And here is the piece of PHP code in the batch operation called by Drupal batch API to update progress bar:

    // Create a new Chado sandbox.
    $context['message'] = t('Creating sandbox database. This may take a couple of minutes. Initializing Chado schema.');
    if (!isset($context['sandbox']['clone_sandbox_ps'])) {
      // Get current database size.
      $query = '
        SELECT pg_catalog.pg_database_size(d.datname) AS "size"
        FROM pg_catalog.pg_database d
        WHERE d.datname = current_database();
      ';
      $result = db_query($query);
      $db_size = $result->fetchAssoc()['size'];
      $context['sandbox']['db_size'] = $db_size;
      
      // Get Chado size.
      $query = "
        SELECT
          SUM(
            pg_total_relation_size(
              quote_ident(schemaname)
              || '.'
              || quote_ident(tablename)
            )
          )::BIGINT AS \"size\"
        FROM pg_tables
        WHERE schemaname = 'chado';
      ";
      $result = db_query($query);
      $chado_size = $result->fetchAssoc()['size'];
      $context['sandbox']['chado_size'] = $chado_size;

      // Clone Chado.
      $sql_query = "SELECT mgis_clone_schema('chado', 'chado_" . $coll_code_lower . "', TRUE);";
      $cmd =
        MGIS_DRUSH_PATH
        . ' -r '
        . DRUPAL_ROOT
        . ' -l '
        . $base_url
        . ' sqlq '
        . escapeshellarg($sql_query);
      exec(sprintf('/usr/bin/nohup %s >%s 2>&1 & echo $!', $cmd, drupal_realpath($output_file)), $pid_arr);
      $context['sandbox']['clone_sandbox_ps'] = $pid_arr[0];
      // A value below 1 enables the callback to be called again for next lines.
      $context['finished'] = 0.21;
    }
    else {
      // Check if process is done.
      $pid = $context['sandbox']['clone_sandbox_ps'];

      // Compute progress.
      $query = '
        SELECT pg_catalog.pg_database_size(d.datname) AS "size"
        FROM pg_catalog.pg_database d
        WHERE d.datname = current_database();
      ';
      $result = db_query($query);
      $db_size = $result->fetchAssoc()['size'];
      $progress = ($db_size - $context['sandbox']['db_size']) / $context['sandbox']['chado_size'];
      if (0 >= $progress) {
        $progress = 0.02;
      }
      else if (1 < $progress) {
        $progress = 1;
      }

      // A value below 1 enables the callback to be called again for next lines.
      $context['finished'] = 0.20 + (0.60 * $progress);
      
      if (!shell_exec(sprintf("ps h -o pid %d", $pid))) {
        // Done. Go to next step.
        $context['message'] = t('Creating sandbox database. This may take a couple of minutes. Initializing Chado schema. Done.');
        $context['sandbox']['dbinit'] = 3;
        // A value below 1 enables the callback to be called again for next lines.
        $context['finished'] = 0.79;
      }
    }

Answer 6 · 2020-06-03T15:50:05.000Z

Thank you so much for taking the time to provide all this information @guignonv! I will keep it in mind while working on the Tripal Chado upgrade and see how many of these features we can incorporate starting with the chado installer including the ability to specify schema name!
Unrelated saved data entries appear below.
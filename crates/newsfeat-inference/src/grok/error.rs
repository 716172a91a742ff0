//! Grok-specific error handling.

use newsfeat_core::Error;

/// Classification of a non-success HTTP status from the chat endpoint.
#[derive(Debug, Clone, Copy, PartialEq, Eq)]
pub enum GrokErrorCode {
    /// Invalid or unauthorized API key.
    AuthenticationError,
    /// Rate limit exceeded.
    RateLimitExceeded,
    /// Server error.
    ServerError,
    /// Any other non-success status.
    Rejected,
}

impl GrokErrorCode {
    /// Determine error code from HTTP status.
    pub fn from_status(status: u16) -> Self {
        match status {
            401 | 403 => Self::AuthenticationError,
            429 => Self::RateLimitExceeded,
            500..=599 => Self::ServerError,
            _ => Self::Rejected,
        }
    }

    /// Check if this error is retryable.
    pub fn is_retryable(&self) -> bool {
        matches!(self, Self::RateLimitExceeded | Self::ServerError)
    }

    /// Convert to the pipeline error, keeping the response body for context.
    pub fn into_error(self, status: u16, body: &str) -> Error {
        match self {
            Self::AuthenticationError => {
                Error::Authentication(format!("API key rejected ({}). Check XAI_API_KEY", status))
            }
            Self::RateLimitExceeded => {
                Error::RateLimited("Rate limit exceeded. Wait before retrying".to_string())
            }
            Self::ServerError => Error::Api {
                status,
                message: format!("Grok API server error: {}", body),
            },
            Self::Rejected => Error::Api {
                status,
                message: format!("Unexpected API response: {}", body),
            },
        }
    }
}
//! Mock extractor for deterministic testing.
//!
//! ```rust,ignore
//! use newsfeat_inference::mock::{rate_decision_features, MockExtractor};
//!
//! let extractor = MockExtractor::new().with_response(rate_decision_features());
//! let features = extractor.extract_features("body", "title").await?;
//! assert_eq!(extractor.calls().len(), 1);
//! ```

use std::collections::VecDeque;
use std::sync::{Arc, Mutex};

use async_trait::async_trait;
use serde_json::json;

use newsfeat_core::{Error, ExtractedFeatures, FailureKind, FeatureExtractor, Result};

/// What the mock does on one call.
#[derive(Debug, Clone)]
pub enum MockOutcome {
    Succeed(ExtractedFeatures),
    Fail(FailureKind),
}

/// A recorded call.
#[derive(Debug, Clone, PartialEq, Eq)]
pub struct MockCall {
    pub title: String,
    pub text: String,
}

/// Extractor returning scripted outcomes in order, then the default.
#[derive(Clone)]
pub struct MockExtractor {
    script: Arc<Mutex<VecDeque<MockOutcome>>>,
    default: MockOutcome,
    call_log: Arc<Mutex<Vec<MockCall>>>,
}

impl Default for MockExtractor {
    fn default() -> Self {
        Self::new()
    }
}

impl MockExtractor {
    /// Mock that succeeds with [`rate_decision_features`] by default.
    pub fn new() -> Self {
        Self {
            script: Arc::new(Mutex::new(VecDeque::new())),
            default: MockOutcome::Succeed(rate_decision_features()),
            call_log: Arc::new(Mutex::new(Vec::new())),
        }
    }

    /// Set the default successful response.
    pub fn with_response(mut self, features: ExtractedFeatures) -> Self {
        self.default = MockOutcome::Succeed(features);
        self
    }

    /// Fail every unscripted call with an error of the given kind.
    pub fn failing(mut self, kind: FailureKind) -> Self {
        self.default = MockOutcome::Fail(kind);
        self
    }

    /// Queue a one-off outcome ahead of the default.
    pub fn then(self, outcome: MockOutcome) -> Self {
        if let Ok(mut script) = self.script.lock() {
            script.push_back(outcome);
        }
        self
    }

    /// Calls made so far.
    pub fn calls(&self) -> Vec<MockCall> {
        self.call_log.lock().map(|c| c.clone()).unwrap_or_default()
    }
}

/// An error of the requested kind, as the real client would produce it.
pub fn error_of_kind(kind: FailureKind) -> Error {
    match kind {
        FailureKind::Connection => Error::Connection("mock: connection refused".into()),
        FailureKind::Authentication => Error::Authentication("mock: invalid API key".into()),
        FailureKind::Validation => Error::Validation("mock: 'duygu' invalid".into()),
        FailureKind::TransientApi => Error::Api {
            status: 503,
            message: "mock: unavailable".into(),
        },
        FailureKind::RejectedApi => Error::Api {
            status: 400,
            message: "mock: bad request".into(),
        },
        FailureKind::UnrecoverableMessage => Error::MalformedMessage("mock".into()),
        FailureKind::NotFound => Error::NotFound("mock".into()),
        FailureKind::Configuration => Error::Config("mock".into()),
        FailureKind::Internal => Error::Internal("mock".into()),
    }
}

#[async_trait]
impl FeatureExtractor for MockExtractor {
    async fn extract_features(&self, text: &str, title: &str) -> Result<ExtractedFeatures> {
        if let Ok(mut log) = self.call_log.lock() {
            log.push(MockCall {
                title: title.to_string(),
                text: text.to_string(),
            });
        }

        let outcome = self
            .script
            .lock()
            .ok()
            .and_then(|mut s| s.pop_front())
            .unwrap_or_else(|| self.default.clone());

        match outcome {
            MockOutcome::Succeed(features) => Ok(features),
            MockOutcome::Fail(kind) => Err(error_of_kind(kind)),
        }
    }

    fn model_name(&self) -> &str {
        "mock"
    }
}

/// Schema-valid response for a central bank holding its policy rate.
pub fn rate_decision_json() -> serde_json::Value {
    json!({
        "unlu_isimler": [],
        "firmalar": [],
        "ulkeler": ["Türkiye"],
        "kurumlar": [{"ad": "TCMB", "id": 1001}],
        "is_makroekonomi": true,
        "is_mikroekonomi": false,
        "alt_kategori": 0,
        "guven_skoru_makro": 0.9,
        "olay_tipi": "faiz_degisikligi",
        "etki_yonu": "notr",
        "etkilenen_varlik_sinifi": ["TL"],
        "piyasa_etki_tahmini": {"TL": "stabil"},
        "etki_degeri_confidence": 0.5,
        "duygu": "notr",
        "duygu_skoru": 0.5,
        "ton": "resmi",
        "aciliyet": "yuksek",
        "surpriz_mi": false,
        "surpriz_confidence": 0.8,
        "etki_suresi": "kisa_vadeli",
        "gelecege_yonelik_mi": false,
        "gelecek_confidence": 0.3,
        "sayisal_degerler": {"politika_faizi": 50},
        "beklenti_karsilama": "beklendiği_gibi"
    })
}

/// [`rate_decision_json`] as a typed record.
pub fn rate_decision_features() -> ExtractedFeatures {
    crate::schema::validate_features(&rate_decision_json())
        .unwrap_or_else(|e| panic!("canned response must validate: {}", e))
}
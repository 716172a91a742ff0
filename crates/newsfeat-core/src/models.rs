//! Domain models shared across the pipeline.

use std::collections::BTreeMap;

use chrono::{DateTime, Utc};
use serde::{Deserialize, Serialize};

/// Primary key of a row in the externally owned `news` table.
pub type ArticleId = i64;

// =============================================================================
// ARTICLES
// =============================================================================

/// A news article as read from the store.
#[derive(Debug, Clone, PartialEq, Serialize, Deserialize)]
pub struct Article {
    pub id: ArticleId,
    pub title: String,
    pub content: String,
    pub source: Option<String>,
    pub published_date: Option<DateTime<Utc>>,
}

/// Processing status of an article, written by the pipeline.
#[derive(Debug, Clone, Copy, PartialEq, Eq, Hash, Serialize, Deserialize)]
#[serde(rename_all = "lowercase")]
pub enum ArticleStatus {
    /// Published to the work queue
    Queued,
    /// A worker picked it up
    Processing,
    /// Features stored
    Success,
    /// Last attempt failed
    Failed,
}

impl ArticleStatus {
    pub fn as_str(&self) -> &'static str {
        match self {
            Self::Queued => "queued",
            Self::Processing => "processing",
            Self::Success => "success",
            Self::Failed => "failed",
        }
    }
}

impl std::fmt::Display for ArticleStatus {
    fn fmt(&self, f: &mut std::fmt::Formatter<'_>) -> std::fmt::Result {
        f.write_str(self.as_str())
    }
}

// =============================================================================
// WORK ITEMS
// =============================================================================

/// Unit of work carried on the queue. Exists only on the wire.
///
/// `retry_count` never decreases across republish cycles and is bounded by
/// the configured maximum. The timestamps are informational and are not
/// interpreted by the consumer.
#[derive(Debug, Clone, PartialEq, Eq, Serialize, Deserialize)]
pub struct WorkItem {
    pub article_id: ArticleId,
    #[serde(default)]
    pub retry_count: u32,
    #[serde(default)]
    pub timestamp: String,
    #[serde(default)]
    pub enqueued_at: String,
}

impl WorkItem {
    /// Create a work item stamped with the current time.
    pub fn new(article_id: ArticleId, retry_count: u32) -> Self {
        let now = Utc::now().to_rfc3339();
        Self {
            article_id,
            retry_count,
            timestamp: now.clone(),
            enqueued_at: now,
        }
    }
}

// =============================================================================
// EXTRACTED FEATURES
// =============================================================================

/// Declares a closed string vocabulary used by the extraction schema.
macro_rules! vocabulary {
    (
        $(#[$meta:meta])*
        pub enum $name:ident { $($variant:ident => $wire:literal),+ $(,)? }
    ) => {
        $(#[$meta])*
        #[derive(Debug, Clone, Copy, PartialEq, Eq, PartialOrd, Ord, Hash, Serialize, Deserialize)]
        pub enum $name {
            $(#[serde(rename = $wire)] $variant),+
        }

        impl $name {
            /// Every accepted value, in declaration order.
            pub const ALL: &'static [$name] = &[$($name::$variant),+];

            pub fn as_str(&self) -> &'static str {
                match self {
                    $($name::$variant => $wire),+
                }
            }

            /// Look up a value by its wire spelling.
            pub fn parse(value: &str) -> Option<Self> {
                match value {
                    $($wire => Some($name::$variant),)+
                    _ => None,
                }
            }

            /// Wire spellings of every accepted value.
            pub fn wire_values() -> Vec<&'static str> {
                Self::ALL.iter().map(|v| v.as_str()).collect()
            }
        }

        impl std::fmt::Display for $name {
            fn fmt(&self, f: &mut std::fmt::Formatter<'_>) -> std::fmt::Result {
                f.write_str(self.as_str())
            }
        }
    };
}

vocabulary! {
    /// Expected direction of the news impact (`etki_yonu`).
    pub enum ImpactDirection {
        Positive => "pozitif",
        Negative => "negatif",
        Neutral => "notr",
    }
}

vocabulary! {
    /// Overall sentiment (`duygu`).
    pub enum Sentiment {
        Positive => "pozitif",
        Negative => "negatif",
        NeutralPositive => "notr_pozitif",
        NeutralNegative => "notr_negatif",
        Neutral => "notr",
    }
}

vocabulary! {
    /// Register of the text (`ton`).
    pub enum Tone {
        Formal => "resmi",
        Technical => "teknik",
        Popular => "populer",
        Unclear => "belirsiz",
    }
}

vocabulary! {
    /// Urgency of the news (`aciliyet`).
    pub enum Urgency {
        High => "yuksek",
        Medium => "orta",
        Low => "dusuk",
    }
}

vocabulary! {
    /// Expected duration of the impact (`etki_suresi`).
    pub enum ImpactDuration {
        ShortTerm => "kisa_vadeli",
        LongTerm => "uzun_vadeli",
        Unclear => "belirsiz",
    }
}

vocabulary! {
    /// How the reported figures compare to expectations (`beklenti_karsilama`).
    pub enum ExpectationMatch {
        Above => "ustunde",
        Below => "altinda",
        AsExpected => "beklendiği_gibi",
        Unclear => "belirsiz",
    }
}

vocabulary! {
    /// Asset classes the model may reference.
    pub enum Asset {
        Lira => "TL",
        Bist100 => "BIST100",
        UsdTry => "USDTRY",
        EurTry => "EURTRY",
        Gold => "ALTIN",
        Brent => "BRENT",
        Bonds => "tahvil",
    }
}

vocabulary! {
    /// Predicted move of an asset (`piyasa_etki_tahmini` values).
    pub enum MarketDirection {
        Strengthen => "guclenme",
        Weaken => "zayiflama",
        Stable => "stabil",
        Positive => "pozitif",
        Negative => "negatif",
    }
}

/// An institution mentioned in the article, with its catalogue id.
#[derive(Debug, Clone, PartialEq, Eq, Serialize, Deserialize)]
pub struct Institution {
    #[serde(rename = "ad")]
    pub name: String,
    pub id: i64,
}

/// Validated output of one enrichment call.
///
/// Field names on the wire and in storage are the model's schema names.
#[derive(Debug, Clone, PartialEq, Serialize, Deserialize)]
pub struct ExtractedFeatures {
    // Entities
    #[serde(rename = "unlu_isimler")]
    pub notable_people: Vec<String>,
    #[serde(rename = "firmalar")]
    pub companies: Vec<String>,
    #[serde(rename = "ulkeler")]
    pub countries: Vec<String>,
    #[serde(rename = "kurumlar")]
    pub institutions: Vec<Institution>,

    // Classification
    #[serde(rename = "is_makroekonomi")]
    pub is_macroeconomic: bool,
    #[serde(rename = "is_mikroekonomi")]
    pub is_microeconomic: bool,
    #[serde(rename = "alt_kategori")]
    pub subcategory: u8,
    #[serde(rename = "guven_skoru_makro")]
    pub macro_confidence: f64,

    // Event
    #[serde(rename = "olay_tipi")]
    pub event_type: String,
    #[serde(rename = "etki_yonu")]
    pub impact_direction: ImpactDirection,
    #[serde(rename = "etkilenen_varlik_sinifi")]
    pub affected_assets: Vec<Asset>,
    #[serde(rename = "piyasa_etki_tahmini")]
    pub market_impact: BTreeMap<Asset, MarketDirection>,
    #[serde(rename = "etki_degeri_confidence")]
    pub impact_confidence: f64,

    // Sentiment
    #[serde(rename = "duygu")]
    pub sentiment: Sentiment,
    #[serde(rename = "duygu_skoru")]
    pub sentiment_score: f64,
    #[serde(rename = "ton")]
    pub tone: Tone,
    #[serde(rename = "aciliyet")]
    pub urgency: Urgency,

    // Surprise
    #[serde(rename = "surpriz_mi")]
    pub is_surprise: bool,
    #[serde(rename = "surpriz_confidence")]
    pub surprise_confidence: f64,

    // Temporal
    #[serde(rename = "etki_suresi")]
    pub impact_duration: ImpactDuration,
    #[serde(rename = "gelecege_yonelik_mi")]
    pub is_forward_looking: bool,
    #[serde(rename = "gelecek_confidence")]
    pub forward_confidence: f64,

    // Numeric
    #[serde(rename = "sayisal_degerler")]
    pub numeric_values: serde_json::Map<String, serde_json::Value>,
    #[serde(rename = "beklenti_karsilama")]
    pub expectation_match: ExpectationMatch,
}

impl ExtractedFeatures {
    /// Asset tokens as plain strings, for array columns.
    pub fn affected_asset_names(&self) -> Vec<String> {
        self.affected_assets
            .iter()
            .map(|a| a.as_str().to_string())
            .collect()
    }
}

/// A persisted extraction record. Append-only; never updated after insert.
#[derive(Debug, Clone, PartialEq, Serialize, Deserialize)]
pub struct StoredFeatures {
    pub id: i64,
    pub article_id: ArticleId,
    pub features: ExtractedFeatures,
    pub extraction_date: DateTime<Utc>,
    pub model_version: String,
    pub processing_time_ms: i64,
}

#[cfg(test)]
mod tests {
    use super::*;
    use serde_json::json;

    fn sample_features_json() -> serde_json::Value {
        json!({
            "unlu_isimler": [],
            "firmalar": [],
            "ulkeler": ["Türkiye"],
            "kurumlar": [{"ad": "TCMB", "id": 1}],
            "is_makroekonomi": true,
            "is_mikroekonomi": false,
            "alt_kategori": 0,
            "guven_skoru_makro": 0.95,
            "olay_tipi": "faiz_degisikligi",
            "etki_yonu": "notr",
            "etkilenen_varlik_sinifi": ["TL", "tahvil"],
            "piyasa_etki_tahmini": {"TL": "stabil", "BIST100": "pozitif"},
            "etki_degeri_confidence": 0.7,
            "duygu": "notr",
            "duygu_skoru": 0.5,
            "ton": "resmi",
            "aciliyet": "yuksek",
            "surpriz_mi": false,
            "surpriz_confidence": 0.8,
            "etki_suresi": "kisa_vadeli",
            "gelecege_yonelik_mi": true,
            "gelecek_confidence": 0.6,
            "sayisal_degerler": {"politika_faizi": 50},
            "beklenti_karsilama": "beklendiği_gibi"
        })
    }

    #[test]
    fn test_article_status_as_str() {
        assert_eq!(ArticleStatus::Queued.as_str(), "queued");
        assert_eq!(ArticleStatus::Processing.to_string(), "processing");
        assert_eq!(ArticleStatus::Success.as_str(), "success");
        assert_eq!(ArticleStatus::Failed.as_str(), "failed");
    }

    #[test]
    fn test_work_item_defaults_missing_retry_count() {
        let item: WorkItem = serde_json::from_str(r#"{"article_id": 42}"#).unwrap();
        assert_eq!(item.article_id, 42);
        assert_eq!(item.retry_count, 0);
    }

    #[test]
    fn test_work_item_new_stamps_both_timestamps() {
        let item = WorkItem::new(7, 2);
        assert_eq!(item.retry_count, 2);
        assert!(!item.timestamp.is_empty());
        assert_eq!(item.timestamp, item.enqueued_at);
        assert!(DateTime::parse_from_rfc3339(&item.timestamp).is_ok());
    }

    #[test]
    fn test_vocabulary_parse_and_display() {
        assert_eq!(Asset::parse("tahvil"), Some(Asset::Bonds));
        assert_eq!(Asset::parse("tahvİl"), None);
        assert_eq!(Asset::UsdTry.to_string(), "USDTRY");
        assert_eq!(
            ExpectationMatch::parse("beklendiği_gibi"),
            Some(ExpectationMatch::AsExpected)
        );
        assert_eq!(Sentiment::ALL.len(), 5);
        assert_eq!(MarketDirection::wire_values().len(), 5);
    }

    #[test]
    fn test_extracted_features_deserialize_schema_names() {
        let features: ExtractedFeatures =
            serde_json::from_value(sample_features_json()).unwrap();
        assert_eq!(features.subcategory, 0);
        assert_eq!(features.event_type, "faiz_degisikligi");
        assert_eq!(features.institutions[0].name, "TCMB");
        assert_eq!(
            features.market_impact.get(&Asset::Lira),
            Some(&MarketDirection::Stable)
        );
        assert_eq!(features.expectation_match, ExpectationMatch::AsExpected);
        assert_eq!(features.affected_asset_names(), vec!["TL", "tahvil"]);
    }

    #[test]
    fn test_extracted_features_serializes_back_to_schema_names() {
        let features: ExtractedFeatures =
            serde_json::from_value(sample_features_json()).unwrap();
        let value = serde_json::to_value(&features).unwrap();
        assert_eq!(value["kurumlar"][0]["ad"], "TCMB");
        assert_eq!(value["piyasa_etki_tahmini"]["BIST100"], "pozitif");
        assert_eq!(value["beklenti_karsilama"], "beklendiği_gibi");
    }
}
For now, I'm focusing my thoughts on:

Ability to install chado in a different schema name.
Upgrade current hook system for chado queries perhaps supporting user-associated chado schema name.
Chado schema name in entity linking tables with associated Drupal permissions (including alter hook).
And of course, associated automated testing.

With backwards compatibility through smart defaults in mind.

Would that combination of features help you towards your goals @guignonv?

For the future, I'm really interested in using a separate chado for testing purposes. I'm also personally interested in sandbox instances so that I can stage unpublished data on KnowPulse.

Answer 7 · 2020-06-08T20:07:33.000Z

Sounds good to me! :-)

Answer 8 · 2021-01-04T23:37:33.000Z

Completed:
✅ Chado can be installed in different named schema with multiple chado supported by the installer.
✅ The Chado Query API handles multiple chado installations though allowing the chado schema to be passed in and propagated through all commands.
✅ All testing is done in a testchado named schema with automated testing environments not even having a chado named schema! This ensures everything works with different schema names :-)
✅ All currently upgraded APIs work with the schema name not being chado
✅ Upgrade current hook system for chado queries

In Progress for first release:

Tripal Vocabularies will be linked to chado in a flexible manner.
Tripal Fields will be linked to chado in a flexible manner. (Entities are not linked to chado to allow fields to pull from different schema as needed)

Answer 9 · 2021-08-18T17:09:23.000Z

So far, in current code (at the time writing this), multiple chado schema are supported by the Chado API which is a good thing. I've added in PR #119 the PostgreSQL functions to clone schemas.

I think this discussion started on the idea of using a different chado schema for testing while in the end, the discussion goes a bit wider to just using different chado schema for different purpose.
I'd like to distinguish "test chado schemas" and "multiple chado schema" problematic.
The first one should be discussed in this topic and the other one in a new topic #120.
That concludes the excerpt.